Hash Tables
E N D
Presentation Transcript
Ellen Walker CPSC 201 Data Structures Hiram College Hash Tables
Breaking the Rules • The fastest possible search algorithm, if you only compare two items at once, is O(log n) where n is the number of items in the table. • But, if we can figure out a way to compare multiple items at once, we can beat that!
Magic Address Calculator • Represent your table as an array • Add a new function, the “magic address calculator” • The input to this function is the key • The output of this function is the address to look in • No comparisons, so we’re not limited to log n. • In fact, if the calculator takes the same time for every input, it’s constant time search!
Hash Function • The “magic calculator” function is called a hash function • It treats the key as a sequence of bits or an integer, regardless of its original type • Example hash functions (not very good ones) • Last two digits of the integer (table size 100) • Divide the bit string into sequences of 8 bits and XOR all sequences together (table size 256)
Hash Table • Table is an array of TableSize, hash(key) is a function that returns a value from 0 to TableSize. • To insert: • Table[hash(key)] = key • To retrieve: • Result = Table[hash(key)] • To delete: • Table[hash(key)] = empty marker • Can it really be that simple?
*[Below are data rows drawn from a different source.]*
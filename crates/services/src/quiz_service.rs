use learnpath_core::Clock;
use learnpath_core::model::{
    Page, PerformanceUpdate, Quiz, QuizAttempt, QuizAttemptRecord, QuizRef, TopicId,
};
use tracing::{debug, info, warn};

use crate::error::{ApiError, QuizFlowError};
use crate::gateway::ApiGateway;
use crate::router::PageRouter;

/// Starting and submitting topic quizzes (`/quizzes/*`).
#[derive(Clone)]
pub struct QuizService {
    clock: Clock,
    gateway: ApiGateway,
    router: PageRouter,
}

impl QuizService {
    #[must_use]
    pub fn new(clock: Clock, gateway: ApiGateway, router: PageRouter) -> Self {
        Self {
            clock,
            gateway,
            router,
        }
    }

    /// Load the first quiz of `topic_id` and switch to the quiz page.
    ///
    /// # Errors
    ///
    /// Returns `QuizFlowError::NoQuizAvailable` when the topic has no quiz and
    /// `QuizFlowError::Api` when either call fails. The page does not change
    /// on error.
    pub async fn start(&self, topic_id: TopicId) -> Result<QuizAttempt, QuizFlowError> {
        let quizzes: Vec<QuizRef> = self
            .gateway
            .get(&format!("/quizzes/topic/{topic_id}"))
            .await?;
        let Some(first) = quizzes.first() else {
            return Err(QuizFlowError::NoQuizAvailable);
        };

        let quiz: Quiz = self.gateway.get(&format!("/quizzes/{}", first.id)).await?;
        debug!(%topic_id, quiz_id = %quiz.id, questions = quiz.questions.len(), "quiz started");
        let attempt = QuizAttempt::new(topic_id, quiz, self.clock.now());
        self.router.show(Page::Quiz);
        Ok(attempt)
    }

    /// Submit the attempt, then report time spent on the topic.
    ///
    /// # Errors
    ///
    /// Returns `ApiError` when the submission fails. Performance tracking
    /// failures are only logged.
    pub async fn submit(&self, attempt: QuizAttempt) -> Result<QuizAttemptRecord, ApiError> {
        let topic_id = attempt.topic_id();
        let started_at = attempt.started_at();
        let submission = attempt.into_submission();

        let result: QuizAttemptRecord = self.gateway.post("/quizzes/submit", &submission).await?;
        info!(quiz_id = %submission.quiz_id, score = result.score, "quiz submitted");

        let update = PerformanceUpdate {
            topic_id,
            time_spent_minutes: self.clock.minutes_since(started_at),
        };
        if let Err(err) = self
            .gateway
            .post::<_, serde_json::Value>("/performance/track", &update)
            .await
        {
            warn!(%topic_id, error = %err, "failed to track performance");
        }

        Ok(result)
    }
}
Hash Table Collisions • If the size of the the table is smaller than the number of possible keys, then there must be at least two keys with the same hash value. • E.g. 202 and 102 if key is last 2 digits • If we want to insert both values, we will get a collision • The item we retrieve might not really have a matching key • The location to insert into might already be full
Avoiding Collisions • Make the table “big” (if you can afford it) • Pick the right hash function • If you know all possible keys, create a perfect hash function (unique value for each possible key) • Try to distribute all possible keys evenly among the addresses • Try to distribute the most likely keys evenly among the addresses
Choosing a Hash Function • Should return integers in a fixed range • Should be quick to compute • Should avoid obvious patterns of results • Should involve the entire search key
Typical Hash Functions • Taking an integer modulo a prime number • Prime number has only 1 and itself as factors • This avoids patterns of addresses • Easiest to analyze and most common • Folding (integer or bits) • Divide value into subgroups (k bits or digits) • Add or XOR together subgroups
Resolving Collisions byOpen Addressing • Find another place within the table for the item • Linear probing: new item goes in first empty space after the result of the hash function (Offsets are sequence of numbers) • Quadratic probing: first look in next space, then skip to 4th space, then 9th, then 16th, etc. (Offsets are sequence of squares) • Double hashing: use a second hash function on the key to find the offset. (Offsets are multiples of the second hash value)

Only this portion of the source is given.